# (Project) Project NewickVector

## Introduction

Project NewickVector is the successor of Project TwoDigitNewick, with the goal of supporting Newicks of any arity.

Project NewickVector has been developed by (sorted alphabetically on first name):

Project NewickVector started in February 2011.

• Procedure
• Same results for binary phylogenies
• Validating results for phylogenies of any arity

## Procedure

The code of Project NewickVector is compared to the previous projects in result and speed.

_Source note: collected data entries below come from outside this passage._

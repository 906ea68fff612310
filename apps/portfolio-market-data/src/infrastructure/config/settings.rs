//! Market Data Configuration Settings
//!
//! Configuration types for the market data core, loaded from environment
//! variables. Unparseable numeric values fall back to their defaults.

use std::path::PathBuf;
use std::time::Duration;

use rust_decimal::Decimal;

use crate::domain::credential::Credential;
use crate::infrastructure::rate_limit::RateBudget;

/// Default REST base URL.
pub const DEFAULT_API_URL: &str = "https://finnhub.io/api/v1";

/// Default streaming URL.
pub const DEFAULT_STREAM_URL: &str = "wss://ws.finnhub.io";

/// Market data provider endpoints and credential.
#[derive(Debug, Clone)]
pub struct ProviderSettings {
    /// REST base URL.
    pub api_url: String,
    /// Streaming URL.
    pub stream_url: String,
    /// Credential supplied through the environment, overriding the persisted one.
    pub api_key: Option<Credential>,
    /// Per-request HTTP timeout.
    pub http_timeout: Duration,
}

impl Default for ProviderSettings {
    fn default() -> Self {
        Self {
            api_url: DEFAULT_API_URL.to_string(),
            stream_url: DEFAULT_STREAM_URL.to_string(),
            api_key: None,
            http_timeout: Duration::from_secs(10),
        }
    }
}

/// Streaming connection settings.
#[derive(Debug, Clone)]
pub struct StreamSettings {
    /// Interval between pings; a missing pong by the next ping closes the link.
    pub ping_interval: Duration,
    /// Initial reconnection delay.
    pub reconnect_delay_initial: Duration,
    /// Maximum reconnection delay.
    pub reconnect_delay_max: Duration,
    /// Reconnection delay multiplier for exponential backoff.
    pub reconnect_delay_multiplier: f64,
    /// Maximum reconnection attempts before giving up (0 = unlimited).
    pub max_reconnect_attempts: u32,
}

impl Default for StreamSettings {
    fn default() -> Self {
        Self {
            ping_interval: Duration::from_secs(30),
            reconnect_delay_initial: Duration::from_millis(500),
            reconnect_delay_max: Duration::from_secs(30),
            reconnect_delay_multiplier: 2.0,
            max_reconnect_attempts: 0,
        }
    }
}

/// Server port settings.
#[derive(Debug, Clone)]
pub struct ServerSettings {
    /// Health check HTTP port.
    pub health_port: u16,
}

impl Default for ServerSettings {
    fn default() -> Self {
        Self { health_port: 8083 }
    }
}

/// Portfolio ledger settings.
#[derive(Debug, Clone)]
pub struct PortfolioSettings {
    /// JSON file backing the key-value store.
    pub state_path: PathBuf,
    /// Cash balance of a fresh portfolio.
    pub starting_balance: Decimal,
}

impl Default for PortfolioSettings {
    fn default() -> Self {
        Self {
            state_path: PathBuf::from("portfolio-state.json"),
            starting_balance: Decimal::from(5000),
        }
    }
}

/// Complete market data configuration.
#[derive(Debug, Clone, Default)]
pub struct MarketDataConfig {
    /// Provider endpoints and credential.
    pub provider: ProviderSettings,
    /// REST request budget.
    pub rate_budget: RateBudget,
    /// Streaming connection settings.
    pub stream: StreamSettings,
    /// Server port settings.
    pub server: ServerSettings,
    /// Portfolio ledger settings.
    pub portfolio: PortfolioSettings,
}

impl MarketDataConfig {
    /// Create configuration from environment variables.
    ///
    /// # Errors
    ///
    /// Returns an error if a URL variable is empty or malformed.
    pub fn from_env() -> Result<Self, ConfigError> {
        Self::from_lookup(|key| std::env::var(key).ok())
    }

    /// Create configuration from an arbitrary variable source.
    ///
    /// # Errors
    ///
    /// Returns an error if a URL variable is empty or malformed.
    pub fn from_lookup(lookup: impl Fn(&str) -> Option<String>) -> Result<Self, ConfigError> {
        let env = EnvReader { lookup: &lookup };

        let provider = ProviderSettings {
            api_url: env.url("FINNHUB_API_URL", DEFAULT_API_URL)?,
            stream_url: env.url("FINNHUB_STREAM_URL", DEFAULT_STREAM_URL)?,
            api_key: lookup("FINNHUB_API_KEY")
                .filter(|key| !key.trim().is_empty())
                .map(|key| Credential::new(key.trim())),
            http_timeout: env.duration_secs(
                "MARKET_DATA_HTTP_TIMEOUT_SECS",
                ProviderSettings::default().http_timeout,
            ),
        };

        let defaults = RateBudget::default();
        let rate_budget = RateBudget {
            min_interval: env.duration_millis("MARKET_DATA_MIN_INTERVAL_MS", defaults.min_interval),
            max_concurrent: env.parse("MARKET_DATA_MAX_CONCURRENT", defaults.max_concurrent),
            reservoir_capacity: env.parse("MARKET_DATA_RESERVOIR", defaults.reservoir_capacity),
            refill_interval: env.duration_secs(
                "MARKET_DATA_REFILL_INTERVAL_SECS",
                defaults.refill_interval,
            ),
            high_water: env.parse("MARKET_DATA_HIGH_WATER", defaults.high_water),
            poll_interval: env.duration_millis("MARKET_DATA_QUOTA_POLL_MS", defaults.poll_interval),
        };

        let defaults = StreamSettings::default();
        let stream = StreamSettings {
            ping_interval: env.duration_secs("MARKET_DATA_PING_INTERVAL_SECS", defaults.ping_interval),
            reconnect_delay_initial: env.duration_millis(
                "MARKET_DATA_RECONNECT_DELAY_INITIAL_MS",
                defaults.reconnect_delay_initial,
            ),
            reconnect_delay_max: env.duration_secs(
                "MARKET_DATA_RECONNECT_DELAY_MAX_SECS",
                defaults.reconnect_delay_max,
            ),
            reconnect_delay_multiplier: env.parse(
                "MARKET_DATA_RECONNECT_DELAY_MULTIPLIER",
                defaults.reconnect_delay_multiplier,
            ),
            max_reconnect_attempts: env.parse(
                "MARKET_DATA_MAX_RECONNECT_ATTEMPTS",
                defaults.max_reconnect_attempts,
            ),
        };

        let server = ServerSettings {
            health_port: env.parse("MARKET_DATA_HEALTH_PORT", ServerSettings::default().health_port),
        };

        let defaults = PortfolioSettings::default();
        let portfolio = PortfolioSettings {
            state_path: lookup("MARKET_DATA_STATE_PATH")
                .filter(|path| !path.is_empty())
                .map_or(defaults.state_path, PathBuf::from),
            starting_balance: env.parse("PORTFOLIO_STARTING_BALANCE", defaults.starting_balance),
        };

        Ok(Self {
            provider,
            rate_budget,
            stream,
            server,
            portfolio,
        })
    }
}

/// Configuration error.
#[derive(Debug, thiserror::Error)]
pub enum ConfigError {
    /// Environment variable has empty value.
    #[error("environment variable {0} cannot be empty")]
    EmptyValue(String),
    /// Environment variable is not a valid URL.
    #[error("environment variable {key} is not a valid URL: {reason}")]
    InvalidUrl {
        /// Variable name.
        key: String,
        /// Parser message.
        reason: String,
    },
}

struct EnvReader<'a, F> {
    lookup: &'a F,
}

impl<F: Fn(&str) -> Option<String>> EnvReader<'_, F> {
    fn parse<T: std::str::FromStr>(&self, key: &str, default: T) -> T {
        (self.lookup)(key)
            .and_then(|v| v.trim().parse().ok())
            .unwrap_or(default)
    }

    fn duration_secs(&self, key: &str, default: Duration) -> Duration {
        (self.lookup)(key)
            .and_then(|v| v.trim().parse::<u64>().ok())
            .map_or(default, Duration::from_secs)
    }

    fn duration_millis(&self, key: &str, default: Duration) -> Duration {
        (self.lookup)(key)
            .and_then(|v| v.trim().parse::<u64>().ok())
            .map_or(default, Duration::from_millis)
    }

    fn url(&self, key: &str, default: &str) -> Result<String, ConfigError> {
        let Some(value) = (self.lookup)(key) else {
            return Ok(default.to_string());
        };

        let value = value.trim().trim_end_matches('/');
        if value.is_empty() {
            return Err(ConfigError::EmptyValue(key.to_string()));
        }

        reqwest::Url::parse(value).map_err(|e| ConfigError::InvalidUrl {
            key: key.to_string(),
            reason: e.to_string(),
        })?;
        Ok(value.to_string())
    }
}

All measurements have been performed on the same computer. In all simulations, the value of parameter theta was set to 10.0.

## Same results for binary phylogenies

In a previous projects, 162 different phylogenies, with complexities from 24 to 866052, were used for comparison, valididating .

These same phylogenies are used to test that ToolTwoDigitNewick (this project) calculates the same probabilities as ProjectRampal_EndVersion2.

## Validating results for phylogenies of any arity

The probabilities calculated for trinary phylogenies are validated from probabilities calculated for validated binary phylogenies. The calculation is shown and generated by computer.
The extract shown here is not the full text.